Lemon provides several examples of how strong emotions can enact change. Anger drove the commoners of France to storm the Bastille and overthrow the caste system. Solidarity enabled Lech Wałęsa to build a movement that shattered communist Poland and ended the Cold War. Compassion helped White South Africans recognize the brutal policing of Black citizens during apartheid and helped Catholic schools end segregation independent of the government. Vision inspired others to follow Jesus Christ, Joan of Arc, and Martin Luther King, Jr. However, Donald Trump’s uniquely American bigotry can, likewise, be a vision that lasts long after him.
Rather than pointing to a specific leader for the future, Lemon finds solace in the silent change that has already happened in his lifetime. His father helped desegregate Baton Rouge, and Lemon’s family accepted his homosexuality unconditionally. He can set an example to his and Tim’s nephews and future children about avoiding prejudice. While young activists may take for granted the increase in marketing to disadvantaged groups, interracial marriage, and the election of PoC candidates, these are examples of how previously impossible concepts are now mainstream.

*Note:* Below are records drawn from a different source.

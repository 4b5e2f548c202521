// FICHIER : src-api/src/utils/macros.rs

/// Logue une erreur technique structurée puis retourne
/// `Err(AppError::Structured(..))` depuis la fonction appelante.
///
/// ```ignore
/// let body = match response.text().await {
///     Ok(b) => b,
///     Err(e) => raise_error!("ERR_STORE_HTTP_BODY", error = e, context = json!({ "path": path })),
/// };
/// ```
#[macro_export]
macro_rules! raise_error {
    ($code:expr, error = $err:expr, context = $ctx:expr) => {{
        let data = $crate::utils::error::StructuredError::new($code, ($err).to_string(), $ctx);
        $crate::utils::tracing::error!(
            code = %data.code,
            component = %data.component,
            context = %data.context,
            "{}",
            data.message
        );
        return Err($crate::utils::error::AppError::Structured(Box::new(data)));
    }};
    ($code:expr, error = $err:expr) => {
        $crate::raise_error!(
            $code,
            error = $err,
            context = $crate::utils::json::Value::Null
        )
    };
}

/// Affiche un succès à l'utilisateur
#[macro_export]
macro_rules! user_success {
    ($($arg:tt)*) => {{
        let msg = format!($($arg)*);
        println!("✅ {}", msg);
        $crate::utils::tracing::info!(event = "user_success", message = %msg);
    }};
}

/// Affiche une erreur à l'utilisateur
#[macro_export]
macro_rules! user_error {
    ($($arg:tt)*) => {{
        let msg = format!($($arg)*);
        eprintln!("❌ {}", msg);
        $crate::utils::tracing::error!(event = "user_error", message = %msg);
    }};
}

// --- TESTS UNITAIRES ---
#[cfg(test)]
mod tests {
    use crate::utils::error::{AppError, VitrineResult};
    use serde_json::json;

    fn failing(path: &str) -> VitrineResult<u32> {
        raise_error!(
            "ERR_STORE_HTTP_SEND",
            error = "connexion refusée",
            context = json!({ "path": path })
        );
    }

    fn failing_without_context() -> VitrineResult<u32> {
        raise_error!("ERR_FS_READ_FILE", error = "fichier verrouillé");
    }

    #[test]
    fn test_raise_error_returns_structured() {
        match failing("faqs") {
            Err(AppError::Structured(data)) => {
                assert_eq!(data.code, "ERR_STORE_HTTP_SEND");
                assert_eq!(data.component, "STORE");
                assert_eq!(data.message, "connexion refusée");
                assert_eq!(data.context["path"], "faqs");
            }
            other => panic!("Attendu AppError::Structured, reçu {:?}", other),
        }
    }

    #[test]
    fn test_raise_error_default_context() {
        let Err(AppError::Structured(data)) = failing_without_context() else {
            panic!("Attendu AppError::Structured");
        };
        assert_eq!(data.component, "FS");
        assert!(data.context.is_null());
    }

    #[test]
    fn test_user_macros_do_not_panic() {
        user_success!("Élément {} supprimé", 1);
        user_error!("Élément {} introuvable", 42);
    }
}
// FICHIER : src-api/tests/api_suite/crud_scenarios.rs

use crate::{init_test_env, init_test_env_with};
use axum::http::Method;
use serde_json::json;
use vitrine::utils::config::EnvMode;

#[tokio::test]
async fn faqs_full_lifecycle() {
    let env = init_test_env();

    // 1. Collection vide -> []
    let (status, body) = env.call_json(Method::GET, "/api/faqs", None).await;
    assert_eq!(status, 200);
    assert_eq!(body, json!([]));

    // 2. Création
    let (status, body) = env
        .call_json(
            Method::POST,
            "/api/faqs",
            Some(r#"{ "question": "Q1", "answer": "A1" }"#),
        )
        .await;
    assert_eq!(status, 200);
    assert_eq!(body["success"], true);
    assert_eq!(body["message"], "FAQ added successfully");
    assert_eq!(body["data"]["id"], 1);
    assert_eq!(body["data"]["question"], "Q1");
    assert_eq!(body["data"]["answer"], "A1");
    assert!(body["data"]["createdAt"].is_string());

    // 3. Lecture
    let (_, body) = env.call_json(Method::GET, "/api/faqs", None).await;
    let items = body.as_array().expect("tableau nu");
    assert_eq!(items.len(), 1);
    assert_eq!(items[0]["id"], 1);

    // 4. Suppression par segment de chemin
    let (status, body) = env.call_json(Method::DELETE, "/api/faqs/1", None).await;
    assert_eq!(status, 200);
    assert_eq!(
        body,
        json!({ "success": true, "message": "FAQ deleted successfully" })
    );

    // 5. Collection de nouveau vide, noeud supprimé
    let (_, body) = env.call_json(Method::GET, "/api/faqs", None).await;
    assert_eq!(body, json!([]));
    assert!(env.memory.snapshot().await.get("faqs").is_none());
}

#[tokio::test]
async fn products_listing_is_always_wrapped() {
    let env = init_test_env();
    let (status, body) = env.call_json(Method::GET, "/api/products", None).await;
    assert_eq!(status, 200);
    assert_eq!(body, json!({ "success": true, "products": [] }));

    env.call_json(
        Method::POST,
        "/api/products",
        Some(r#"{ "name": "Lampe", "price": 42 }"#),
    )
    .await;

    let (_, body) = env.call_json(Method::GET, "/api/products", None).await;
    assert_eq!(body["success"], true);
    assert_eq!(body["products"][0]["name"], "Lampe");
    assert_eq!(body["products"][0]["id"], 1);
}

#[tokio::test]
async fn create_continues_from_max_id() {
    let env = init_test_env_with(
        json!({ "testimonials": [{ "id": 3 }, { "id": 11 }, { "name": "sans id" }] }),
        EnvMode::Test,
    );

    let (_, body) = env
        .call_json(
            Method::POST,
            "/api/testimonials",
            Some(r#"{ "id": 1, "createdAt": "jadis", "name": "Ana" }"#),
        )
        .await;
    assert_eq!(body["message"], "Testimonial added successfully");
    assert_eq!(body["data"]["id"], 12);
    assert_ne!(body["data"]["createdAt"], "jadis");
}

#[tokio::test]
async fn submissions_use_submitted_message() {
    let env = init_test_env();
    let (_, body) = env
        .call_json(
            Method::POST,
            "/api/inquiries",
            Some(r#"{ "email": "a@b.c", "text": "Devis ?" }"#),
        )
        .await;
    assert_eq!(body["message"], "Inquiry submitted successfully");
}

#[tokio::test]
async fn delete_by_query_parameter() {
    let env = init_test_env_with(
        json!({ "services": [{ "id": 1, "title": "Audit" }, { "id": 2, "title": "Conseil" }] }),
        EnvMode::Test,
    );

    let (status, body) = env
        .call_json(Method::DELETE, "/api/services?id=1", None)
        .await;
    assert_eq!(status, 200);
    assert_eq!(body["message"], "Service deleted successfully");

    let (_, body) = env.call_json(Method::GET, "/api/services", None).await;
    assert_eq!(body, json!([{ "id": 2, "title": "Conseil" }]));
}

#[tokio::test]
async fn keyed_collection_middle_delete_keeps_siblings() {
    let env = init_test_env_with(
        json!({
            "testimonials": {
                "-k1": { "id": 1, "name": "Ana" },
                "-k2": { "id": 2, "name": "Bo" },
                "-k3": { "id": 3, "name": "Cy" }
            }
        }),
        EnvMode::Test,
    );

    let (_, body) = env.call_json(Method::GET, "/api/testimonials", None).await;
    assert_eq!(body.as_array().map(Vec::len), Some(3));

    let (status, _) = env
        .call_json(Method::DELETE, "/api/testimonials/2", None)
        .await;
    assert_eq!(status, 200);

    assert_eq!(
        env.memory.snapshot().await["testimonials"],
        json!({
            "-k1": { "id": 1, "name": "Ana" },
            "-k3": { "id": 3, "name": "Cy" }
        })
    );
}

#[tokio::test]
async fn create_then_delete_round_trip() {
    let env = init_test_env_with(json!({ "contacts": [{ "id": 5, "name": "Eve" }] }), EnvMode::Test);

    let (_, created) = env
        .call_json(Method::POST, "/api/contacts", Some(r#"{ "name": "Max" }"#))
        .await;
    let id = created["data"]["id"].as_i64().expect("id entier");
    assert_eq!(id, 6);

    let (_, body) = env.call_json(Method::GET, "/api/contacts", None).await;
    assert!(body.as_array().unwrap().iter().any(|r| r["id"] == id));

    env.call_json(Method::DELETE, &format!("/api/contacts/{}", id), None)
        .await;
    let (_, body) = env.call_json(Method::GET, "/api/contacts", None).await;
    assert_eq!(body, json!([{ "id": 5, "name": "Eve" }]));
}
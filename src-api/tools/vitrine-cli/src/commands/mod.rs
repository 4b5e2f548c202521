// Déclaration des modules disponibles dans le CLI

pub mod collections;
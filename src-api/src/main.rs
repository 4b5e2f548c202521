// FICHIER : src-api/src/main.rs

use std::sync::Arc;

use vitrine::store::CollectionStore;
use vitrine::utils::config::AppConfig;
use vitrine::utils::{init_logging, tracing};

#[tokio::main]
async fn main() {
    let config = match AppConfig::from_env() {
        Ok(c) => Arc::new(c),
        Err(e) => {
            eprintln!("❌ Erreur fatale de configuration : {}", e);
            std::process::exit(1);
        }
    };
    init_logging(&config.log);
    tracing::info!(env = ?config.env_mode, "Démarrage de vitrine...");

    // Le store est construit une seule fois puis injecté dans le routeur.
    let store = match CollectionStore::open(&config) {
        Ok(s) => s,
        Err(e) => {
            tracing::error!("Initialisation du store impossible : {}", e);
            eprintln!("❌ Initialisation du store impossible : {}", e);
            std::process::exit(1);
        }
    };

    if let Err(e) = vitrine::api::serve(config, store).await {
        tracing::error!("Arrêt du serveur sur erreur : {}", e);
        std::process::exit(1);
    }
}
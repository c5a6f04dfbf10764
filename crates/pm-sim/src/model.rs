//! PrognosticsModel trait for degrading physical systems.

use crate::error::{SimError, SimResult};
use nalgebra::DMatrix;
use pm_core::{Fields, Parameters, VectorContainer};
use std::sync::Arc;

/// Per-event, per-column threshold flags.
#[derive(Clone, Debug, PartialEq)]
pub struct EventFlags {
    events: Fields,
    flags: DMatrix<bool>,
}

impl EventFlags {
    /// Flags with one row per event and one column per simulation instance.
    pub fn new(events: &Fields, flags: DMatrix<bool>) -> SimResult<Self> {
        if flags.nrows() != events.len() {
            return Err(SimError::MatrixShape {
                name: "threshold flags",
                expected: (events.len(), flags.ncols()),
                actual: flags.shape(),
            });
        }
        Ok(Self {
            events: Arc::clone(events),
            flags,
        })
    }

    /// Scalar-mode flags in event order.
    pub fn from_flags(events: &Fields, flags: &[bool]) -> SimResult<Self> {
        Self::new(events, DMatrix::from_column_slice(flags.len(), 1, flags))
    }

    /// True if any event is met in any column.
    pub fn any(&self) -> bool {
        self.flags.iter().any(|f| *f)
    }

    /// Flag of one event in the first column.
    pub fn get(&self, event: &str) -> Option<bool> {
        let i = self.events.index_of(event)?;
        self.flags.get((i, 0)).copied()
    }

    /// Names of events met in any column.
    pub fn met_events(&self) -> Vec<String> {
        self.events
            .iter()
            .enumerate()
            .filter(|(i, _)| self.flags.row(*i).iter().any(|f| *f))
            .map(|(_, name)| name.to_string())
            .collect()
    }

    /// True when every column has met at least one of `selected` (all events when empty).
    pub fn all_columns_met(&self, selected: &[String]) -> bool {
        let rows: Vec<usize> = if selected.is_empty() {
            (0..self.events.len()).collect()
        } else {
            selected
                .iter()
                .filter_map(|name| self.events.index_of(name))
                .collect()
        };
        if rows.is_empty() || self.flags.ncols() == 0 {
            return false;
        }
        (0..self.flags.ncols()).all(|c| rows.iter().any(|r| self.flags[(*r, c)]))
    }

    pub fn events(&self) -> &Fields {
        &self.events
    }
}

/// Trait implemented by every prognostics model.
///
/// A model declares its field schemas and parameters and provides the state
/// machine: `initialize` produces `x0`, `next_state` (or `dx`, integrated by
/// the caller) advances it, `output`, `event_state` and `threshold_met` are
/// pure functions of the state. Models never apply noise themselves.
pub trait PrognosticsModel {
    fn inputs(&self) -> &Fields;
    fn states(&self) -> &Fields;
    fn outputs(&self) -> &Fields;
    fn events(&self) -> &Fields;

    fn parameters(&self) -> &Parameters;

    /// Mutable parameter access. Safe only from a single thread at a time.
    fn parameters_mut(&mut self) -> &mut Parameters;

    /// Whether the model accepts multi-column (batched) containers.
    fn is_vectorized(&self) -> bool {
        false
    }

    /// Initial state from the first input and output samples.
    fn initialize(
        &self,
        u: Option<&VectorContainer>,
        z: Option<&VectorContainer>,
    ) -> SimResult<VectorContainer>;

    /// Continuous-time derivative dx/dt = f(t, x, u).
    fn dx(&self, _t: f64, _x: &VectorContainer, _u: &VectorContainer) -> SimResult<VectorContainer> {
        Err(SimError::NotSupported { what: "dx" })
    }

    /// Discrete state update. Defaults to a forward Euler step on `dx`.
    fn next_state(
        &self,
        t: f64,
        x: &VectorContainer,
        u: &VectorContainer,
        dt: f64,
    ) -> SimResult<VectorContainer> {
        let xdot = self.dx(t, x, u)?;
        Ok(x.add_scaled(&xdot, dt)?)
    }

    /// Measured outputs; depends on state only.
    fn output(&self, t: f64, x: &VectorContainer) -> SimResult<VectorContainer>;

    /// Event progress in [0, 1], 1 healthy and 0 failed. NaN when not modeled.
    fn event_state(&self, _t: f64, x: &VectorContainer) -> SimResult<VectorContainer> {
        let mut es = VectorContainer::zeros(self.events(), x.n_cols());
        es.matrix_mut().fill(f64::NAN);
        Ok(es)
    }

    /// Authoritative termination signal. Defaults to `event_state <= 0`.
    fn threshold_met(&self, t: f64, x: &VectorContainer) -> SimResult<EventFlags> {
        let es = self.event_state(t, x)?;
        EventFlags::new(self.events(), es.matrix().map(|v| v <= 0.0))
    }

    fn input_container<'a>(&self, pairs: impl IntoIterator<Item = (&'a str, f64)>) -> VectorContainer
    where
        Self: Sized,
    {
        VectorContainer::from_pairs(self.inputs(), pairs)
    }

    fn state_container<'a>(&self, pairs: impl IntoIterator<Item = (&'a str, f64)>) -> VectorContainer
    where
        Self: Sized,
    {
        VectorContainer::from_pairs(self.states(), pairs)
    }

    fn output_container<'a>(&self, pairs: impl IntoIterator<Item = (&'a str, f64)>) -> VectorContainer
    where
        Self: Sized,
    {
        VectorContainer::from_pairs(self.outputs(), pairs)
    }
}

/// Check that `x` carries exactly the model's state fields.
pub fn check_state_fields<M: PrognosticsModel + ?Sized>(
    model: &M,
    x: &VectorContainer,
) -> SimResult<()> {
    if x.fields() != model.states() {
        return Err(SimError::InvalidOption {
            what: format!(
                "state fields [{}] do not match model states [{}]",
                x.keys().join(", "),
                model.states().names().join(", ")
            ),
        });
    }
    Ok(())
}
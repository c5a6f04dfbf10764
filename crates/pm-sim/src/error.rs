//! Error types for simulation operations.

use thiserror::Error;

/// Errors encountered during simulation.
#[derive(Error, Debug, Clone, PartialEq)]
pub enum SimError {
    #[error("Invalid argument: {what}")]
    InvalidArg { what: &'static str },

    #[error("Invalid option: {what}")]
    InvalidOption { what: String },

    #[error("Not supported by this model: {what}")]
    NotSupported { what: &'static str },

    #[error("Matrix {name} has shape {actual:?}, expected {expected:?}")]
    MatrixShape {
        name: &'static str,
        expected: (usize, usize),
        actual: (usize, usize),
    },

    #[error("Index out of bounds: {what} (index={index}, len={len})")]
    IndexOob {
        what: &'static str,
        index: usize,
        len: usize,
    },

    #[error("Noise configuration error: {what}")]
    Noise { what: String },

    #[error("Container error: {0}")]
    Container(#[from] pm_core::PmError),
}

pub type SimResult<T> = Result<T, SimError>;
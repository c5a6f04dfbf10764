//! pm-models: reference prognostics models.
//!
//! - `ThrownObject`: a ball thrown straight up, with `falling` and `impact` events
//! - `LinearThrownObject`: the same dynamics as a linear state-space model
//!
//! # Example
//!
//! ```no_run
//! use pm_models::ThrownObject;
//! use pm_sim::{SimOptions, PrognosticsModel, constant_load, simulate_to_threshold};
//! use pm_core::VectorContainer;
//!
//! let m = ThrownObject::new();
//! let load = constant_load(VectorContainer::zeros(m.inputs(), 1));
//! let opts = SimOptions { dt: 0.01, events: vec!["impact".into()], ..SimOptions::default() };
//! let r = simulate_to_threshold(&m, load, &opts).unwrap();
//! println!("impact at {:?} s", r.event_time("impact"));
//! ```

pub mod linear_thrown_object;
pub mod thrown_object;

pub use linear_thrown_object::LinearThrownObject;
pub use thrown_object::ThrownObject;
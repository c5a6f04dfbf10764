//! Run data and nested-shape normalization.
//!
//! `times`, `inputs` and `outputs` arrive as [`Data`] trees of uniform depth:
//! a leaf level holds one run (numbers for times, sample containers for
//! inputs and outputs), and every level above it holds sequences of runs.
//! [`normalize`] walks the three trees together and flattens them into a
//! list of [`Run`]s before any numeric work begins. At each level the checks
//! run in order: type, equal length, then leaf detection driven by `times`.

use crate::error::{EstimateError, EstimateResult};
use pm_core::{Fields, PmResult, VectorContainer};
use pm_sim::{Series, SimError, SimulationResult};
use std::fmt;

/// Dynamic value for one of the `times`/`inputs`/`outputs` arguments.
#[derive(Clone, Debug, PartialEq)]
pub enum Data {
    Number(f64),
    Sample(VectorContainer),
    Seq(Vec<Data>),
    Text(String),
    Bool(bool),
    Null,
}

impl Data {
    pub fn type_name(&self) -> &'static str {
        match self {
            Data::Number(_) => "number",
            Data::Sample(_) => "sample container",
            Data::Seq(_) => "sequence",
            Data::Text(_) => "str",
            Data::Bool(_) => "bool",
            Data::Null => "null",
        }
    }

    /// Convert JSON, laying objects onto `fields`.
    pub fn from_json(value: &serde_json::Value, fields: &Fields) -> PmResult<Self> {
        use serde_json::Value;
        Ok(match value {
            Value::Null => Data::Null,
            Value::Bool(b) => Data::Bool(*b),
            Value::Number(n) => Data::Number(n.as_f64().unwrap_or(f64::NAN)),
            Value::String(s) => Data::Text(s.clone()),
            Value::Array(items) => Data::Seq(
                items
                    .iter()
                    .map(|v| Data::from_json(v, fields))
                    .collect::<PmResult<_>>()?,
            ),
            Value::Object(_) => Data::Sample(VectorContainer::from_json(fields, value)?),
        })
    }
}

impl From<f64> for Data {
    fn from(v: f64) -> Self {
        Data::Number(v)
    }
}

impl From<VectorContainer> for Data {
    fn from(v: VectorContainer) -> Self {
        Data::Sample(v)
    }
}

impl From<Vec<f64>> for Data {
    fn from(v: Vec<f64>) -> Self {
        Data::Seq(v.into_iter().map(Data::Number).collect())
    }
}

impl From<&[f64]> for Data {
    fn from(v: &[f64]) -> Self {
        Data::Seq(v.iter().copied().map(Data::Number).collect())
    }
}

impl From<Vec<VectorContainer>> for Data {
    fn from(v: Vec<VectorContainer>) -> Self {
        Data::Seq(v.into_iter().map(Data::Sample).collect())
    }
}

impl From<&[VectorContainer]> for Data {
    fn from(v: &[VectorContainer]) -> Self {
        Data::Seq(v.iter().cloned().map(Data::Sample).collect())
    }
}

impl From<Vec<Data>> for Data {
    fn from(v: Vec<Data>) -> Self {
        Data::Seq(v)
    }
}

impl From<Vec<Vec<f64>>> for Data {
    fn from(v: Vec<Vec<f64>>) -> Self {
        Data::Seq(v.into_iter().map(Data::from).collect())
    }
}

impl From<Vec<Vec<VectorContainer>>> for Data {
    fn from(v: Vec<Vec<VectorContainer>>) -> Self {
        Data::Seq(v.into_iter().map(Data::from).collect())
    }
}

impl TryFrom<&Series> for Data {
    type Error = SimError;

    /// Materializes lazy series.
    fn try_from(series: &Series) -> Result<Self, Self::Error> {
        Ok(Data::from(series.to_vec()?))
    }
}

/// Index path into a nested run structure. Empty at the top level.
#[derive(Clone, Debug, Default, PartialEq, Eq)]
pub struct DataLocation(Vec<usize>);

impl DataLocation {
    pub fn root() -> Self {
        Self::default()
    }

    pub fn indices(&self) -> &[usize] {
        &self.0
    }

    pub fn is_root(&self) -> bool {
        self.0.is_empty()
    }

    fn child(&self, i: usize) -> Self {
        let mut path = self.0.clone();
        path.push(i);
        Self(path)
    }

    /// `" at data location (i, j)"`, or nothing at the top level.
    pub fn suffix(&self) -> String {
        if self.is_root() {
            String::new()
        } else {
            format!(" at data location {self}")
        }
    }
}

impl From<Vec<usize>> for DataLocation {
    fn from(v: Vec<usize>) -> Self {
        Self(v)
    }
}

impl fmt::Display for DataLocation {
    fn fmt(&self, f: &mut fmt::Formatter<'_>) -> fmt::Result {
        write!(f, "(")?;
        for (k, i) in self.0.iter().enumerate() {
            if k > 0 {
                write!(f, ", ")?;
            }
            write!(f, "{i}")?;
        }
        write!(f, ")")
    }
}

/// One observed trajectory, as submitted by the caller.
#[derive(Clone, Debug, PartialEq)]
pub struct RunData {
    pub times: Data,
    pub inputs: Data,
    pub outputs: Data,
}

impl RunData {
    pub fn new(times: impl Into<Data>, inputs: impl Into<Data>, outputs: impl Into<Data>) -> Self {
        Self {
            times: times.into(),
            inputs: inputs.into(),
            outputs: outputs.into(),
        }
    }

    /// Times, inputs and outputs of a simulation.
    pub fn from_result(result: &SimulationResult) -> EstimateResult<Self> {
        Ok(Self {
            times: Data::from(result.times()),
            inputs: Data::try_from(result.inputs())?,
            outputs: Data::try_from(result.outputs())?,
        })
    }

    pub fn normalize(&self) -> EstimateResult<Vec<Run>> {
        normalize(&self.times, &self.inputs, &self.outputs)
    }
}

/// One flattened leaf run.
#[derive(Clone, Debug, PartialEq)]
pub struct Run {
    pub times: Vec<f64>,
    pub inputs: Vec<VectorContainer>,
    pub outputs: Vec<VectorContainer>,
    pub location: DataLocation,
}

impl Run {
    pub fn len(&self) -> usize {
        self.times.len()
    }

    pub fn is_empty(&self) -> bool {
        self.times.is_empty()
    }

    pub fn duration(&self) -> (f64, f64) {
        let t0 = self.times.first().copied().unwrap_or(0.0);
        let t_end = self.times.last().copied().unwrap_or(t0);
        (t0, t_end)
    }
}

/// Flatten nested `times`/`inputs`/`outputs` into leaf runs.
pub fn normalize(times: &Data, inputs: &Data, outputs: &Data) -> EstimateResult<Vec<Run>> {
    let mut runs = Vec::new();
    walk(times, inputs, outputs, &DataLocation::root(), &mut runs)?;
    Ok(runs)
}

fn as_seq<'a>(
    d: &'a Data,
    arg: &'static str,
    location: &DataLocation,
) -> EstimateResult<&'a [Data]> {
    match d {
        Data::Seq(items) => Ok(items),
        other => Err(EstimateError::DataType {
            arg,
            expected: "a sequence",
            type_name: other.type_name(),
            location: location.clone(),
        }),
    }
}

fn walk(
    times: &Data,
    inputs: &Data,
    outputs: &Data,
    location: &DataLocation,
    runs: &mut Vec<Run>,
) -> EstimateResult<()> {
    let ts = as_seq(times, "times", location)?;
    let us = as_seq(inputs, "inputs", location)?;
    let zs = as_seq(outputs, "outputs", location)?;

    if ts.len() != us.len() || ts.len() != zs.len() {
        return Err(EstimateError::LengthMismatch {
            times: ts.len(),
            inputs: us.len(),
            outputs: zs.len(),
            location: location.clone(),
        });
    }

    let is_leaf = !matches!(ts.first(), Some(Data::Seq(_)));
    if is_leaf {
        return leaf(ts, us, zs, location, runs);
    }

    for (i, ((t, u), z)) in ts.iter().zip(us).zip(zs).enumerate() {
        let here = location.child(i);
        for (d, arg) in [(t, "times"), (u, "inputs"), (z, "outputs")] {
            match d {
                Data::Seq(_) => {}
                Data::Number(_) | Data::Sample(_) => {
                    return Err(EstimateError::Ragged { location: here });
                }
                other => {
                    return Err(EstimateError::DataType {
                        arg,
                        expected: "a sequence",
                        type_name: other.type_name(),
                        location: here,
                    });
                }
            }
        }
        walk(t, u, z, &here, runs)?;
    }
    Ok(())
}

fn leaf(
    ts: &[Data],
    us: &[Data],
    zs: &[Data],
    location: &DataLocation,
    runs: &mut Vec<Run>,
) -> EstimateResult<()> {
    if ts.len() < 2 {
        return Err(EstimateError::MinPoints {
            location: location.clone(),
        });
    }

    let mut run = Run {
        times: Vec::with_capacity(ts.len()),
        inputs: Vec::with_capacity(ts.len()),
        outputs: Vec::with_capacity(ts.len()),
        location: location.clone(),
    };
    for (i, ((t, u), z)) in ts.iter().zip(us).zip(zs).enumerate() {
        let here = location.child(i);
        match t {
            Data::Number(v) => run.times.push(*v),
            other => return Err(element_error(other, "times", "a number", here)),
        }
        run.inputs.push(sample(u, "inputs", &here)?);
        run.outputs.push(sample(z, "outputs", &here)?);
    }
    runs.push(run);
    Ok(())
}

fn sample(d: &Data, arg: &'static str, here: &DataLocation) -> EstimateResult<VectorContainer> {
    match d {
        Data::Sample(v) => Ok(v.clone()),
        other => Err(element_error(other, arg, "a sample container", here.clone())),
    }
}

/// Sequences inside a leaf mean the trees are nested unevenly.
fn element_error(
    d: &Data,
    arg: &'static str,
    expected: &'static str,
    location: DataLocation,
) -> EstimateError {
    match d {
        Data::Seq(_) => EstimateError::Ragged { location },
        other => EstimateError::DataType {
            arg,
            expected,
            type_name: other.type_name(),
            location,
        },
    }
}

Returning to James Baldwin, Lemon interprets The Fire Next Time with the understanding that racial flashpoints will continue to erupt until “Black people reject their numb complacency” and White people reject their entitled privilege (194). He hopes that the shock of 2020 will push people toward progress that heals old wounds, comparing it to how John Lewis’s civil rights march on Bloody Sunday is progress and potentially renaming the Edmund Pettus Bridge after him is healing. This crisis should be the fire that heals the country.